A function \(f\) is defined in the interval \(\left] { - k,{\text{ }}k} \right[\), where \(k > 0\). The gradient function \({f'}\) exists at each point of the domain of \(f\).

The following diagram shows the graph of \(y = f(x)\), its asymptotes and its vertical symmetry axis.

(a)     Sketch the graph of \(y = f'(x)\).

Let \(p(x) = a + bx + c{x^2} + d{x^3} +  \ldots \) be the Maclaurin expansion of \(f(x)\).

(b)     (i)     Justify that \(a > 0\).

(ii)     Write down a condition for the largest set of possible values for each of the parameters \(b\), \(c\) and \(d\).

(c)     State, with a reason, an upper bound for the radius of convergence.

(a)

A1 for shape, A1 for passing through origin     A1A1

Note: Asymptotes not required.

[2 marks]

(b)     \(p(x) = \underbrace {f(0)}_a + \underbrace {f'(0)}_bx + \underbrace {\frac{{f''(0)}}{{2!}}}_c{x^2} + \underbrace {\frac{{{f^{(3)}}(0)}}{{3!}}}_d{x^3} +  \ldots \)

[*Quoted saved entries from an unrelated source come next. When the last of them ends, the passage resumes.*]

#[cfg(test)]
mod tests {
  use std::sync::Arc;

  use sema_ast::declarations::{ASTDeclaration, ASTVariable};
  use sema_ast::metadata::DeclAttributes;
  use sema_ast::types::ASTType;
  use sema_ast::{ASTBlock, ParseCacheView, Span};
  use sema_config::SemaConfig;

  use super::*;

  fn context(scope: DeclRef) -> ResolutionContext {
    ResolutionContext::new(scope, ParseCacheView::default(), Arc::new(SemaConfig::silent()))
  }

  fn constant(
    name: &str,
    initializer: ASTExpression,
  ) -> DeclRef {
    ASTDeclaration::new(
      name,
      Span::default(),
      ASTDeclarationKind::Variable(ASTVariable {
        ty: None,
        initializer: Some(initializer),
        is_alias: false,
        is_variadic: false,
      }),
      DeclAttributes::ENUM,
    )
  }

  /// `int twice(int x) { return x * 2; }`
  fn twice() -> DeclRef {
    let body = ASTBlock::new(
      Span::new(10, 40),
      vec![ASTStatement::ret(
        Span::new(12, 30),
        Some(ASTExpression::binary(
          ASTBinaryOperator::Multiply,
          ASTExpression::identifier("x"),
          ASTExpression::int(2),
        )),
      )],
    );
    ASTDeclaration::function(
      "twice",
      Span::new(0, 40),
      ASTFunction::new(
        vec![ASTDeclaration::parameter("x", ASTType::primitive(PrimitiveKind::Int), None)],
        Some(ASTType::primitive(PrimitiveKind::Int)),
        Some(body),
      ),
    )
  }

  fn int_of(value: Option<SymbolValue>) -> Option<i64> {
    value.and_then(|v| v.value.as_int())
  }

  #[test]
  fn test_arithmetic_folds_with_promotion() {
    let module = ASTDeclaration::module("app", vec![], Span::default());
    let mut ctx = context(module);

    let sum = ASTExpression::binary(ASTBinaryOperator::Add, ASTExpression::int(1), ASTExpression::float(0.5));
    let value = evaluate_constant(&sum, &mut ctx).expect("folds");
    assert_eq!(value.value.as_float(), Some(1.5));
    assert_eq!(value.ty, primitive(PrimitiveKind::Double));

    let division = ASTExpression::binary(ASTBinaryOperator::Divide, ASTExpression::int(1), ASTExpression::int(0));
    assert!(evaluate_constant(&division, &mut ctx).is_none());
  }

  #[test]
  fn test_manifest_constants_and_calls() {
    let module = ASTDeclaration::module("app", vec![], Span::default());
    module.scope().add(constant("N", ASTExpression::int(21)));
    module.scope().add(twice());
    let mut ctx = context(module);

    let call = ASTExpression::call(ASTExpression::identifier("twice"), vec![ASTExpression::identifier("N")]);
    assert_eq!(int_of(evaluate_constant(&call, &mut ctx)), Some(42));
    assert!(ctx.diagnostics().is_empty());
  }

  #[test]
  fn test_missing_argument_is_reported() {
    let module = ASTDeclaration::module("app", vec![], Span::default());
    let function = twice();
    module.scope().add(function.clone());
    let mut ctx = context(module);

    assert!(execute(&function, &[], &mut ctx).is_none());
    let diagnostic = ctx.diagnostics().first().expect("reported");
    assert_eq!(diagnostic.error_code, "R0005");
    assert_eq!(ctx.depth(), 0);
  }

  #[test]
  fn test_body_without_return_has_no_value() {
    let module = ASTDeclaration::module("app", vec![], Span::default());
    let silent = ASTDeclaration::function(
      "silent",
      Span::new(0, 20),
      ASTFunction::new(
        vec![],
        Some(ASTType::primitive(PrimitiveKind::Int)),
        Some(ASTBlock::new(Span::new(10, 20), vec![])),
      ),
    );
    module.scope().add(silent.clone());
    let mut ctx = context(module);

    assert_eq!(try_execute(&silent, &[], &mut ctx), Err(EvalError::NoReturn("silent".to_string())));
    assert!(execute(&silent, &[], &mut ctx).is_none());
    assert!(ctx.diagnostics().is_empty());
    assert_eq!(ctx.depth(), 0);
  }

  #[test]
  fn test_self_referencing_constant_does_not_fold() {
    let module = ASTDeclaration::module("app", vec![], Span::default());
    module.scope().add(constant(
      "A",
      ASTExpression::binary(ASTBinaryOperator::Add, ASTExpression::identifier("A"), ASTExpression::int(1)),
    ));
    let mut ctx = context(module);

    assert!(evaluate_constant(&ASTExpression::identifier("A"), &mut ctx).is_none());
  }

  #[test]
  fn test_enum_members_count_up() {
    let module = ASTDeclaration::module("app", vec![], Span::default());
    let colors = ASTDeclaration::enumeration("Color", None, Span::default());
    colors.scope().add(ASTDeclaration::enum_member("red", None, Span::default()));
    colors
      .scope()
      .add(ASTDeclaration::enum_member("green", Some(ASTExpression::int(5)), Span::default()));
    colors.scope().add(ASTDeclaration::enum_member("blue", None, Span::default()));
    module.scope().add(colors);
    let mut ctx = context(module);

    let blue = ASTExpression::member(ASTExpression::identifier("Color"), "blue");
    assert_eq!(int_of(evaluate_constant(&blue, &mut ctx)), Some(6));
    let red = ASTExpression::member(ASTExpression::identifier("Color"), "red");
    assert_eq!(int_of(evaluate_constant(&red, &mut ctx)), Some(0));
  }

  #[test]
  fn test_string_length_and_index() {
    let module = ASTDeclaration::module("app", vec![], Span::default());
    let mut ctx = context(module);

    let length = ASTExpression::member(ASTExpression::string("hello"), "length");
    assert_eq!(int_of(evaluate_constant(&length, &mut ctx)), Some(5));

    let index = ASTExpression::index(ASTExpression::string("hello"), vec![ASTExpression::int(1)]);
    assert_eq!(
      evaluate_constant(&index, &mut ctx).map(|v| v.value),
      Some(ConstValue::Char('e'))
    );
  }
}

(i)     because the y-intercept of \(f\) is positive     R1

(ii)     \(b = 0\)     A1

\(c \geqslant 0\)     A1A1

Note: A1 for \( > \) and A1 for \( = \).

\(d = 0\)     A1

[5 marks]

(c)     as the graph has vertical asymptotes \(x =  \pm k,{\text{ }}k > 0\),     R1

the radius of convergence has an upper bound of \(k\)     A1

Note: Accept \(r < k\).

[2 marks]

Overall candidates made good attempts to parts (a) and most candidates realized that the graph contained the origin; however many candidates had difficulty rendering the correct shape of the graph of \(f'\). Part b(i) was also well answered although some candidates where not very clear and digressed a lot. Part (ii) was less successful with most candidates scoring just part of the marks. A small number of candidates answered part (c) correctly with a valid reason.